Items listed in a dataset:
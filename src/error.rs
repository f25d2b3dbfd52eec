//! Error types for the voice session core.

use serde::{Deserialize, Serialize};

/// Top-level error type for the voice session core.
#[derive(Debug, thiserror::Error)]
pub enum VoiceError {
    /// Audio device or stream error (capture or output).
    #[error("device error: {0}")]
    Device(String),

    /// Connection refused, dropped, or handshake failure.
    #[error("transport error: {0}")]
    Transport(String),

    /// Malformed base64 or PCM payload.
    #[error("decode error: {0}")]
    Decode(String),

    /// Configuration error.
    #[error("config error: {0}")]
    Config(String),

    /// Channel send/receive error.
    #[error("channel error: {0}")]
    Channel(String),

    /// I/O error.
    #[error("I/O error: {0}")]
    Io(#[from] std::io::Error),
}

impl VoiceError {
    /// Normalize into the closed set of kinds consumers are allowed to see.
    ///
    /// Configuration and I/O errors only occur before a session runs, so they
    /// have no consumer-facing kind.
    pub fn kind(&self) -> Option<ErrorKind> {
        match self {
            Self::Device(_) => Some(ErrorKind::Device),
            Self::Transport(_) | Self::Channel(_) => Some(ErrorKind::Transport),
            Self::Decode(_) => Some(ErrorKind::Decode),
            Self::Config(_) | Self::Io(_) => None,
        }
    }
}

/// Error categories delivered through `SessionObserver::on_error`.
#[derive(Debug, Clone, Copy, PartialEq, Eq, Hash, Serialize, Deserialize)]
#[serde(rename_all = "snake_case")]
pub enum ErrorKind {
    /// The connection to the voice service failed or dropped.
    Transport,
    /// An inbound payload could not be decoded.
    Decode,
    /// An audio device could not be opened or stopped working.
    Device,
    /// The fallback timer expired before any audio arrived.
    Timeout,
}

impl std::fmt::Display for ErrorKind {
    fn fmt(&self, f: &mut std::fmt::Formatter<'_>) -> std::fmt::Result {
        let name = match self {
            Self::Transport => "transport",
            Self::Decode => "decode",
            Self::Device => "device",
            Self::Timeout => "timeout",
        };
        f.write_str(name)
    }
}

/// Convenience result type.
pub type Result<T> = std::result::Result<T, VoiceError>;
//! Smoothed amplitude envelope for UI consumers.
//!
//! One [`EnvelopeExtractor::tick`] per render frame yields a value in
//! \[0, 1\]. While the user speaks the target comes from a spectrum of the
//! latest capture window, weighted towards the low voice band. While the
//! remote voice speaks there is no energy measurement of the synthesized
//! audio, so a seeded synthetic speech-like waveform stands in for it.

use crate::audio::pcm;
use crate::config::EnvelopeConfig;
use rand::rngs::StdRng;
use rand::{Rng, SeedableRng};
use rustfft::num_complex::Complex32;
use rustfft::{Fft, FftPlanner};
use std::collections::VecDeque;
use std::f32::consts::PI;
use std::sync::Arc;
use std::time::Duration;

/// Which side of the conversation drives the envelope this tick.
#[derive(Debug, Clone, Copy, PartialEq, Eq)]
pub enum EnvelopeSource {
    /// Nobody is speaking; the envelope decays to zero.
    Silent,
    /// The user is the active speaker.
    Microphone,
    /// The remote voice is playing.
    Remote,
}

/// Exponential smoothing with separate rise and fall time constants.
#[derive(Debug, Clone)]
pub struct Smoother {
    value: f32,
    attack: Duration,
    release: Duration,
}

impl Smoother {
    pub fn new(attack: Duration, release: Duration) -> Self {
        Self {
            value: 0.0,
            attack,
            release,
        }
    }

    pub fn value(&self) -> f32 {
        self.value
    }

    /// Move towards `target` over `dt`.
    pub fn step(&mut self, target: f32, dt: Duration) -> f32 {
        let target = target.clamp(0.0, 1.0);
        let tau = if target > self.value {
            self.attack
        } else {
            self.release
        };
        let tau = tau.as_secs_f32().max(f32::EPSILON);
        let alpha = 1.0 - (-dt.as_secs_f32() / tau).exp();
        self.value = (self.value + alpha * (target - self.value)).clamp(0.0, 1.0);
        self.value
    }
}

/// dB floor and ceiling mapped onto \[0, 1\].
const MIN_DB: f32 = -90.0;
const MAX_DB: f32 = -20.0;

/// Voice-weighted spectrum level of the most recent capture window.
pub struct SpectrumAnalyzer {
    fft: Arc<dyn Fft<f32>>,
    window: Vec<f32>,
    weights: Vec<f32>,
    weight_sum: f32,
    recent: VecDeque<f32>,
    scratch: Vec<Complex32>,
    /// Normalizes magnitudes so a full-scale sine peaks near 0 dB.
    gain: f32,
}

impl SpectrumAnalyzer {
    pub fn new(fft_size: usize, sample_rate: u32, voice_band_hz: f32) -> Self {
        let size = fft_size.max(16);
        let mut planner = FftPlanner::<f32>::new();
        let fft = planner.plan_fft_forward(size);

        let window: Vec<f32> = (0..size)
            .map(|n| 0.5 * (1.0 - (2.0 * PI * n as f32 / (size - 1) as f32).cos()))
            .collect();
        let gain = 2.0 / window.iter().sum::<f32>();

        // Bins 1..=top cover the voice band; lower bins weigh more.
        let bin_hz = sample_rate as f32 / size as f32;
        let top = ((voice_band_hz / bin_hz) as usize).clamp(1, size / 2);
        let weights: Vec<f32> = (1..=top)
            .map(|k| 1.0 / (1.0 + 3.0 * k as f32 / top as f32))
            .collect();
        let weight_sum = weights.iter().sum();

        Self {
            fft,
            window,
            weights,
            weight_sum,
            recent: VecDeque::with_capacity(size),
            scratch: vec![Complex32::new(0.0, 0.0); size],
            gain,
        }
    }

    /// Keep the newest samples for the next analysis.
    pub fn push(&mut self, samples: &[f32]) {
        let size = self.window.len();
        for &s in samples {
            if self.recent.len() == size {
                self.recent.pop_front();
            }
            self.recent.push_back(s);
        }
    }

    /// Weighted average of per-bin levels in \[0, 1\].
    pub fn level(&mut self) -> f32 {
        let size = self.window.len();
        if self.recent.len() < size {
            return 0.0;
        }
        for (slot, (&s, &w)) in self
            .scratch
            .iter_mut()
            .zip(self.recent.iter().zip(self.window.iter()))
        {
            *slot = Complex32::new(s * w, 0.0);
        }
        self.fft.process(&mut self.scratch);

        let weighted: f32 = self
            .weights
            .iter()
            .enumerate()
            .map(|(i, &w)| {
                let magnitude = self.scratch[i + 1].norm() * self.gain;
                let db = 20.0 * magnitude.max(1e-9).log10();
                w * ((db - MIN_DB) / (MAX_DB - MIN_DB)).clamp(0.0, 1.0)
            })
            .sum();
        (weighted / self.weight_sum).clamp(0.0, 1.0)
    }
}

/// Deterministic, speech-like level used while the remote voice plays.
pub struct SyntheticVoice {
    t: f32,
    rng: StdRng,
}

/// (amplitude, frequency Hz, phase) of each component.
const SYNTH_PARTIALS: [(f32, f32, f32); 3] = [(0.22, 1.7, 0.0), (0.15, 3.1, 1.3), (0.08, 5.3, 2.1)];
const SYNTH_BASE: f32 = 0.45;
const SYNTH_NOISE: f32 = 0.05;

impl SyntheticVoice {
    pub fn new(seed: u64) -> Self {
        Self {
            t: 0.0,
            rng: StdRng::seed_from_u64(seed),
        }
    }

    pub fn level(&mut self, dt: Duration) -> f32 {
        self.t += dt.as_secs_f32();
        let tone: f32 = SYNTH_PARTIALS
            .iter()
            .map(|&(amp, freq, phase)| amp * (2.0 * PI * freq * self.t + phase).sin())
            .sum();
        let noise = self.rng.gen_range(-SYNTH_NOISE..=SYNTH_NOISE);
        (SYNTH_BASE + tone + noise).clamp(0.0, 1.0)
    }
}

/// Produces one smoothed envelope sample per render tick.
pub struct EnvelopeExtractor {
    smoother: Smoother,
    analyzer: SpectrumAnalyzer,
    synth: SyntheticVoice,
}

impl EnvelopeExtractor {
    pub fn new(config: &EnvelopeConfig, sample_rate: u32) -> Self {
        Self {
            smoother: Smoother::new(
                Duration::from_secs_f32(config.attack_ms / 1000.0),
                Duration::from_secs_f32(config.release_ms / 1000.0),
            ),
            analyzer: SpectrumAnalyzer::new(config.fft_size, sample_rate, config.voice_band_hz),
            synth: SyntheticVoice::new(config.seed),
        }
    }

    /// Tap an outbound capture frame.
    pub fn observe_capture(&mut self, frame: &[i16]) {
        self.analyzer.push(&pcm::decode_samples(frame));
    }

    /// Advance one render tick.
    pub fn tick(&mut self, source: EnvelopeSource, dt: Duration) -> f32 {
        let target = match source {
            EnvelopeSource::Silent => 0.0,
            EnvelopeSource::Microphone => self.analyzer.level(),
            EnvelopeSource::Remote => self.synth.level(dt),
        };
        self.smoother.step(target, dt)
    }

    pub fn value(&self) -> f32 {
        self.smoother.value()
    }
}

...

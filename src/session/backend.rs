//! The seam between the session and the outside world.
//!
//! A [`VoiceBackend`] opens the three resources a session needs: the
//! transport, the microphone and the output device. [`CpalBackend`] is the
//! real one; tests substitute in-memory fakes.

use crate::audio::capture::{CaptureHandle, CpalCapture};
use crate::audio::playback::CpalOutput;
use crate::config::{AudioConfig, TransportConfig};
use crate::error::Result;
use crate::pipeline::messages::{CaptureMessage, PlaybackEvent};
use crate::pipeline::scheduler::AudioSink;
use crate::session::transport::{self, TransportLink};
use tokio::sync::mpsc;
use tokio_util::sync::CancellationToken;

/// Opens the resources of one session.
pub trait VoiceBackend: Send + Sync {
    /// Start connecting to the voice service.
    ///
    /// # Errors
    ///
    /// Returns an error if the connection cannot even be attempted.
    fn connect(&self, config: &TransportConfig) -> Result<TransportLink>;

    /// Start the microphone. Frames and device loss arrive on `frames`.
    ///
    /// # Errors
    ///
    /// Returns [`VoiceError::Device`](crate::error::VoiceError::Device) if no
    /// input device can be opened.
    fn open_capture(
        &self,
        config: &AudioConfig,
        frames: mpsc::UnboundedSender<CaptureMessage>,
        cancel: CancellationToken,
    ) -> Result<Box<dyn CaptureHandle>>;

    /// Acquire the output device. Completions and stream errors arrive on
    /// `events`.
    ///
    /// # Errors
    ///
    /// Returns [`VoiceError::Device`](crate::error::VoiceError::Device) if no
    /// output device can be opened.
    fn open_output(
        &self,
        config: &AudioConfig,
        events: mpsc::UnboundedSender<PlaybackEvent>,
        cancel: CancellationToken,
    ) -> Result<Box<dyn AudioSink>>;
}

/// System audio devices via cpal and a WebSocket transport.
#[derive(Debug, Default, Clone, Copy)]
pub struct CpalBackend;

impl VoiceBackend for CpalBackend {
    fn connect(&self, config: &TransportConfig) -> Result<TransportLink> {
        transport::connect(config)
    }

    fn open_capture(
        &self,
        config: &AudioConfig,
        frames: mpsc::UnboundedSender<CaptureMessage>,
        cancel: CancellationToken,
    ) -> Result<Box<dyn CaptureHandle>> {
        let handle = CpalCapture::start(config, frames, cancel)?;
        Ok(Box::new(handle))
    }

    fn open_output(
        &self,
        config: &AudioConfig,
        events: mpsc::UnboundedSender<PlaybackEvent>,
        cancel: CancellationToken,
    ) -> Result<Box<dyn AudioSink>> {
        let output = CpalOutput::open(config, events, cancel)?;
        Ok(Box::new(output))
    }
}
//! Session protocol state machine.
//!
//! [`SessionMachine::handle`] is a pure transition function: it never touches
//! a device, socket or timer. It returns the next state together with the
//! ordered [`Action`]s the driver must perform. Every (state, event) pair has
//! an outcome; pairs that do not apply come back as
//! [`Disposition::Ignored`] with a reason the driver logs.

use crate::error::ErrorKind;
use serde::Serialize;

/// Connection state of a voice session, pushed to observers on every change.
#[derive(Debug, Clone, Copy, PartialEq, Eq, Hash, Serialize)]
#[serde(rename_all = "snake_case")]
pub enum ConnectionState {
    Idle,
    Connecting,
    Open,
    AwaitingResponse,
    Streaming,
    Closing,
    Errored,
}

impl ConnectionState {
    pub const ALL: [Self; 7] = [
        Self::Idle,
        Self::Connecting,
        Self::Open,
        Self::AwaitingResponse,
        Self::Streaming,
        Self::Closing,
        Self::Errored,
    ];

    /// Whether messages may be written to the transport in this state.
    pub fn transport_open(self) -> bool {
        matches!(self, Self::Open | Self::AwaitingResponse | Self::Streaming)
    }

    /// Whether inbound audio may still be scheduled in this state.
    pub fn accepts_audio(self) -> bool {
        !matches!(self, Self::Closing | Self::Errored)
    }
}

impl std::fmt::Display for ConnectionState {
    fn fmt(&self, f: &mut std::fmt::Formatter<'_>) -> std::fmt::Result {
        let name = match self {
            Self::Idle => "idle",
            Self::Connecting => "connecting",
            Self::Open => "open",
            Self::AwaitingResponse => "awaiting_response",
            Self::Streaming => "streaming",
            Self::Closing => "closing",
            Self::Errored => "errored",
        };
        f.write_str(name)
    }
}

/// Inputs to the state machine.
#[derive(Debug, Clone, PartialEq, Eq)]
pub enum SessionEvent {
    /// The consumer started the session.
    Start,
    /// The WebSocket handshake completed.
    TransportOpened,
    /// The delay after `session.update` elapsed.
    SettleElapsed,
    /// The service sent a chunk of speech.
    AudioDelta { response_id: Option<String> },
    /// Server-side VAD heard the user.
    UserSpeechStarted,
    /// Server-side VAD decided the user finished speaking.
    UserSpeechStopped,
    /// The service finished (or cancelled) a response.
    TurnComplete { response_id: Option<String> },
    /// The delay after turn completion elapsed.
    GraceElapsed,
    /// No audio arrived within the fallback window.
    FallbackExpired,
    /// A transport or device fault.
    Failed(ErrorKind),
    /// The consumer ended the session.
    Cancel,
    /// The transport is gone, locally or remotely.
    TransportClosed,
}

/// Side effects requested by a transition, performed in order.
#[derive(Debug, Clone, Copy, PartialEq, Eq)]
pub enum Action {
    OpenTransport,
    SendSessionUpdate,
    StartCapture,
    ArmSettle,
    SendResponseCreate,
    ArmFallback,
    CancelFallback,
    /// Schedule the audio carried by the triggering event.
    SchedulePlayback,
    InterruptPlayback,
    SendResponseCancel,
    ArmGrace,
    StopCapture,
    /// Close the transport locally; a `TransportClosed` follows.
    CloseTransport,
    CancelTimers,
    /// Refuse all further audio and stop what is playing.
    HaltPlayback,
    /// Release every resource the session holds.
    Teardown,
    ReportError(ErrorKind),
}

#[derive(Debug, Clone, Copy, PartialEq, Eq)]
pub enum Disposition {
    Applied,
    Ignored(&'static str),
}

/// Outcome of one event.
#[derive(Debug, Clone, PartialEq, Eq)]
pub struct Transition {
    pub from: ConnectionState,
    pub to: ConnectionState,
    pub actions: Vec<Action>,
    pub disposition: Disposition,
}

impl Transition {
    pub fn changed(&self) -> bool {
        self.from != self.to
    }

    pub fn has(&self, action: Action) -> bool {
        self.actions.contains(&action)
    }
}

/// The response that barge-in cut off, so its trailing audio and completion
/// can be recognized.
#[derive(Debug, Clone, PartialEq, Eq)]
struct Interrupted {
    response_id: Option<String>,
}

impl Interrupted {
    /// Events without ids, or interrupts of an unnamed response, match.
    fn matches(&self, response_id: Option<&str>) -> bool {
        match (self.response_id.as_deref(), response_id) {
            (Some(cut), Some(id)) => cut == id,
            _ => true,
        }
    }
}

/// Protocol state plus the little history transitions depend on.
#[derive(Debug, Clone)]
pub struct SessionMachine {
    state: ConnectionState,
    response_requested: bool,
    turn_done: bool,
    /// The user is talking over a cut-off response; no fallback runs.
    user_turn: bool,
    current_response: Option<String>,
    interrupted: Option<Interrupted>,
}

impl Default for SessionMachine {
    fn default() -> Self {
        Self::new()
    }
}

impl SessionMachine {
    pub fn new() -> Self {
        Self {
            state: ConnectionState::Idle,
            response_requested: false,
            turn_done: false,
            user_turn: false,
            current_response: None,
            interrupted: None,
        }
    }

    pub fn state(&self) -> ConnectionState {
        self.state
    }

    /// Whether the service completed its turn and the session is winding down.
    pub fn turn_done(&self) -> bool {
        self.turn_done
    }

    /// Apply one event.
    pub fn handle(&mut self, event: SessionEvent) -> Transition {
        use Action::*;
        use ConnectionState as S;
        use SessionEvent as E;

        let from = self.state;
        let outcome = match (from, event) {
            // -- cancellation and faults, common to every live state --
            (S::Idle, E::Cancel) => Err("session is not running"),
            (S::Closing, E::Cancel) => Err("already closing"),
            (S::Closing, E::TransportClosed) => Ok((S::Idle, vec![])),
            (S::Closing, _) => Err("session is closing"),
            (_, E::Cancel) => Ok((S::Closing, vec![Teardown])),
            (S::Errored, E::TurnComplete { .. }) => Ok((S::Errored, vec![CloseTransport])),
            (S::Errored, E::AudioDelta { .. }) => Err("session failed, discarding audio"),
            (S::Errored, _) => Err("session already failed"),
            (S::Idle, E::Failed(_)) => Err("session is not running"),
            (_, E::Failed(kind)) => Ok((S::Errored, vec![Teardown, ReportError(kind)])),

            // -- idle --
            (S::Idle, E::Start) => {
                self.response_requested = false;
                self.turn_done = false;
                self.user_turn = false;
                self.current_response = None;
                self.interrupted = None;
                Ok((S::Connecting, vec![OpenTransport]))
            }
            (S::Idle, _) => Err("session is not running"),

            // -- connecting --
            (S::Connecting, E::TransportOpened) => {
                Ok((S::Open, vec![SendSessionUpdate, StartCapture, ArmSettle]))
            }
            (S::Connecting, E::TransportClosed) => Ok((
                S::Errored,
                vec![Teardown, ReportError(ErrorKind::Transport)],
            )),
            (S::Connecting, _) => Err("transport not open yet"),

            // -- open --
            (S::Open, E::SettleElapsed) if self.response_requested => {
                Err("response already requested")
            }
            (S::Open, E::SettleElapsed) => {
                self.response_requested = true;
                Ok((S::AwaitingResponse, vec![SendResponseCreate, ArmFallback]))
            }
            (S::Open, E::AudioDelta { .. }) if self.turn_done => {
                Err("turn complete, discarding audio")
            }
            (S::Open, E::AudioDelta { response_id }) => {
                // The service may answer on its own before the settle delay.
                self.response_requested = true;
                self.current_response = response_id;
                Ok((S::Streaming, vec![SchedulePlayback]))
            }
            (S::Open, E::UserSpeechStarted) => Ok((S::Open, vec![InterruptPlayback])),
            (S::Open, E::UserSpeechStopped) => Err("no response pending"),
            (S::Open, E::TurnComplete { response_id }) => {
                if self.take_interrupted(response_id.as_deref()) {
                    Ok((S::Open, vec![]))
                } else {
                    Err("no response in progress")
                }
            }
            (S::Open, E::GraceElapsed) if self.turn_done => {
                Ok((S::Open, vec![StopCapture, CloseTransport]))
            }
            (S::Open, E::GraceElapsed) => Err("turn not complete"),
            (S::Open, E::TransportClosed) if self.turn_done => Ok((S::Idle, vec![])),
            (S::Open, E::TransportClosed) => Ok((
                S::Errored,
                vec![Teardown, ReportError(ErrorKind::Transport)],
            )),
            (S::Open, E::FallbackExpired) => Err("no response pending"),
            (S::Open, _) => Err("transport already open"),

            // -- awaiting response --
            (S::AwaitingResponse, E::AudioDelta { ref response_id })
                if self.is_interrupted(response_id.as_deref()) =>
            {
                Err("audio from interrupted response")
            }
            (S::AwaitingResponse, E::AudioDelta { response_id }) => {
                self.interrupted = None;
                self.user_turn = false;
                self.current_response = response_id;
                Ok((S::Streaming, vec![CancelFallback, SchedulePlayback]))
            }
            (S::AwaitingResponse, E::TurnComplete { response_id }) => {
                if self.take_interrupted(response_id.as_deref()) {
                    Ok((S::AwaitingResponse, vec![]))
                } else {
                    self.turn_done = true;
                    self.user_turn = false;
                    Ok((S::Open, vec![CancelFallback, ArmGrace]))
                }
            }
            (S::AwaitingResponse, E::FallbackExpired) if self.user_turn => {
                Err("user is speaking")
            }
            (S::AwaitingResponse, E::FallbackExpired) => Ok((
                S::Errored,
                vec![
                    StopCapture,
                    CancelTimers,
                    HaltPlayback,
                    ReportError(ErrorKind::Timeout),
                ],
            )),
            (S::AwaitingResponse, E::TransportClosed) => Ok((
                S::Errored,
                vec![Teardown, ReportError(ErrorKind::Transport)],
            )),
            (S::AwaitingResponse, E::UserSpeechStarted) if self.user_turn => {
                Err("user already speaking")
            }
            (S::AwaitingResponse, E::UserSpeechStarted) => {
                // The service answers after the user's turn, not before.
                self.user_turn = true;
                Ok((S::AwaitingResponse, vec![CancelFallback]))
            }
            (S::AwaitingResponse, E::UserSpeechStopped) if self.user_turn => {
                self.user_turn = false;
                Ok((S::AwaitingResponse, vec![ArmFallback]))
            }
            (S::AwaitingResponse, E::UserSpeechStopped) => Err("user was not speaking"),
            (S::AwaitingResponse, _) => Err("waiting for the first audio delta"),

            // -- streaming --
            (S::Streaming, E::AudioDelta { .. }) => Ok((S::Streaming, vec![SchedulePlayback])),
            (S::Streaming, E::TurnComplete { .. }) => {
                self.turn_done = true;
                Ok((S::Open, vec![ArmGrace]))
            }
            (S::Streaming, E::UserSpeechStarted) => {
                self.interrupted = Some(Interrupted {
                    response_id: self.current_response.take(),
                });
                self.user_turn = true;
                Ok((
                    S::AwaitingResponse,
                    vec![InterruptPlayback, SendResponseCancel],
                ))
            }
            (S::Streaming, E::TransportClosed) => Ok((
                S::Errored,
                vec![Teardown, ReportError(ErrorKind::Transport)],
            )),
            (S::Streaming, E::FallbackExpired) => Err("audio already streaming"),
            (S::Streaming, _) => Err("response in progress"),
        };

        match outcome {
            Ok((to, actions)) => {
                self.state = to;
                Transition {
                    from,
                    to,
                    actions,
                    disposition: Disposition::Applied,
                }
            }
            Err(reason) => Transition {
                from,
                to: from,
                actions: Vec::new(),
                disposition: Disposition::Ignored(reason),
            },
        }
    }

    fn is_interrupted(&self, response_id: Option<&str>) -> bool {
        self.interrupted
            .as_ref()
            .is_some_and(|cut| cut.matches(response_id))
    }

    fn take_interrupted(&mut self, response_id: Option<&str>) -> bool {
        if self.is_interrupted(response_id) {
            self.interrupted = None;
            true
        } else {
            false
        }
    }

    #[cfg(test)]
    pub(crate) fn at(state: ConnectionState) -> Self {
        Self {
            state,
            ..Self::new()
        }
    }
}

--

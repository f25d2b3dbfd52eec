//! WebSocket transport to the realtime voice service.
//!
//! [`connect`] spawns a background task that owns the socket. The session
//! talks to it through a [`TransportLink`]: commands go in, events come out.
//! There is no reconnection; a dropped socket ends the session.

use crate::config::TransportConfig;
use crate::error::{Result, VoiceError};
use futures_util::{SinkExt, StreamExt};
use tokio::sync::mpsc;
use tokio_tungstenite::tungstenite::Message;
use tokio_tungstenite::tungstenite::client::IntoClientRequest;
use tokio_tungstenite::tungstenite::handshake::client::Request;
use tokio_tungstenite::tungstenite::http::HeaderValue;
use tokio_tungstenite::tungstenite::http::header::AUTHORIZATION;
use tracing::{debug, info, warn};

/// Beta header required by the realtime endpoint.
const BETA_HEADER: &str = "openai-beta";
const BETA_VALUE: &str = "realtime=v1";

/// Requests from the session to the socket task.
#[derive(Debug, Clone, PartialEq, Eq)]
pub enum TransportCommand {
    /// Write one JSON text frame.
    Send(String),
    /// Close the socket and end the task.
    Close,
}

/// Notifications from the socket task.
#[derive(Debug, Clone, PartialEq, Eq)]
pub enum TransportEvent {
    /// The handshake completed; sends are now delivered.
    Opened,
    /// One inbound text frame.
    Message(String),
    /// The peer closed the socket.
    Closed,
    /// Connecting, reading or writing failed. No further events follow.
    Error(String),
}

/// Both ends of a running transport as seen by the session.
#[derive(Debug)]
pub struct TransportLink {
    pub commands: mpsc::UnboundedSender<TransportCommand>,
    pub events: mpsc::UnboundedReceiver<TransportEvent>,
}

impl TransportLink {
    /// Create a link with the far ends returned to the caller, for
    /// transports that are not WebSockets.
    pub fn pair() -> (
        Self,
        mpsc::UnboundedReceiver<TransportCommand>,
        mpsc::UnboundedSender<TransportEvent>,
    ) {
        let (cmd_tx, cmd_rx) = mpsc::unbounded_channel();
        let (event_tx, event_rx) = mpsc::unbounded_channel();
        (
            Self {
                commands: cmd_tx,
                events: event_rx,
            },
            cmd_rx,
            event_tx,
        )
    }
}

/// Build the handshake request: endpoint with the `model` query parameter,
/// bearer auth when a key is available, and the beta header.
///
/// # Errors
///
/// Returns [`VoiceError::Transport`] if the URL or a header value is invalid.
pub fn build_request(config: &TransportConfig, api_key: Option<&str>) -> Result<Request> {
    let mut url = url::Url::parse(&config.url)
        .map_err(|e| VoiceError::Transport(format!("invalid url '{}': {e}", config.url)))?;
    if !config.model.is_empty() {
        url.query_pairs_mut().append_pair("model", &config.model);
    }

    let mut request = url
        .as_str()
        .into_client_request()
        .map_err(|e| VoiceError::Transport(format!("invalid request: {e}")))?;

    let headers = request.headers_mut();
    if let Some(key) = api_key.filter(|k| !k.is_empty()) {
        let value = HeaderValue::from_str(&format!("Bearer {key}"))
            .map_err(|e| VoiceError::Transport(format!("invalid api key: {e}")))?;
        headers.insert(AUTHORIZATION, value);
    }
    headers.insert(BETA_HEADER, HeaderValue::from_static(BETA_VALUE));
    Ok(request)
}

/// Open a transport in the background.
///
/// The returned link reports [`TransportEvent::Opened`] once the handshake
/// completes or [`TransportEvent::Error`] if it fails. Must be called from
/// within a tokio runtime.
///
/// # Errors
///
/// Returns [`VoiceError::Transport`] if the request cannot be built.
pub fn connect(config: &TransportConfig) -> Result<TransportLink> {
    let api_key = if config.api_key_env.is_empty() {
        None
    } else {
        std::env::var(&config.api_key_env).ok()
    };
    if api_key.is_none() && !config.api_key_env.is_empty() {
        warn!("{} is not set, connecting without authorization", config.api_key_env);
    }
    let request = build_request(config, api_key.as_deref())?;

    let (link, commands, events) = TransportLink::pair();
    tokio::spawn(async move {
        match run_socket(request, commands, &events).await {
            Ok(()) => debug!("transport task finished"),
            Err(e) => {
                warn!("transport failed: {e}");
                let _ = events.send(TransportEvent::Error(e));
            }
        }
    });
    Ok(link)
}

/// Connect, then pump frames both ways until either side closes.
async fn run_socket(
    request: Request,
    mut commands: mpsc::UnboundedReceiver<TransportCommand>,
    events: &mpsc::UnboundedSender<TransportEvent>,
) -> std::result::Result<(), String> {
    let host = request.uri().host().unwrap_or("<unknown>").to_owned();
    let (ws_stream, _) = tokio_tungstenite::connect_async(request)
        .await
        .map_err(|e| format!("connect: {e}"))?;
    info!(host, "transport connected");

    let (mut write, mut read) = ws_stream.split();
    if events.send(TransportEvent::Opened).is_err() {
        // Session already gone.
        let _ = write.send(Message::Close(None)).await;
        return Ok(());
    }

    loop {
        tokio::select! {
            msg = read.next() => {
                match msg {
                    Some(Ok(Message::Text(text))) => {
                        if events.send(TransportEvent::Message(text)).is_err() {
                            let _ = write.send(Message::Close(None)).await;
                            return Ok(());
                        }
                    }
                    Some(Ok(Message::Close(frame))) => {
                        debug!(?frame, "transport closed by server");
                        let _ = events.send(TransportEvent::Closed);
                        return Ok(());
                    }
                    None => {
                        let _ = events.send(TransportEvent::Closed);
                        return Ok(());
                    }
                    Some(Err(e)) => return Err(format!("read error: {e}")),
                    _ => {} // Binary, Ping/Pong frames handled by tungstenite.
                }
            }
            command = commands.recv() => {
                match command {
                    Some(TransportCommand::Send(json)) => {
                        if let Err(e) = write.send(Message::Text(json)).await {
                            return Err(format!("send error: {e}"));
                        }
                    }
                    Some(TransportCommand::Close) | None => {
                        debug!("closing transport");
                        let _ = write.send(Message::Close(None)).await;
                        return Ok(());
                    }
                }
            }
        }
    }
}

About this task:
What is asked for is an exact copy of the lines above from the one containing "event) pair has" through the one containing "the state machine.", and only those.

Exercise response:
//! ordered [`Action`]s the driver must perform. Every (state, event) pair has
//! an outcome; pairs that do not apply come back as
//! [`Disposition::Ignored`] with a reason the driver logs.

use crate::error::ErrorKind;
use serde::Serialize;

/// Connection state of a voice session, pushed to observers on every change.
#[derive(Debug, Clone, Copy, PartialEq, Eq, Hash, Serialize)]
#[serde(rename_all = "snake_case")]
pub enum ConnectionState {
    Idle,
    Connecting,
    Open,
    AwaitingResponse,
    Streaming,
    Closing,
    Errored,
}

impl ConnectionState {
    pub const ALL: [Self; 7] = [
        Self::Idle,
        Self::Connecting,
        Self::Open,
        Self::AwaitingResponse,
        Self::Streaming,
        Self::Closing,
        Self::Errored,
    ];

    /// Whether messages may be written to the transport in this state.
    pub fn transport_open(self) -> bool {
        matches!(self, Self::Open | Self::AwaitingResponse | Self::Streaming)
    }

    /// Whether inbound audio may still be scheduled in this state.
    pub fn accepts_audio(self) -> bool {
        !matches!(self, Self::Closing | Self::Errored)
    }
}

impl std::fmt::Display for ConnectionState {
    fn fmt(&self, f: &mut std::fmt::Formatter<'_>) -> std::fmt::Result {
        let name = match self {
            Self::Idle => "idle",
            Self::Connecting => "connecting",
            Self::Open => "open",
            Self::AwaitingResponse => "awaiting_response",
            Self::Streaming => "streaming",
            Self::Closing => "closing",
            Self::Errored => "errored",
        };
        f.write_str(name)
    }
}

/// Inputs to the state machine.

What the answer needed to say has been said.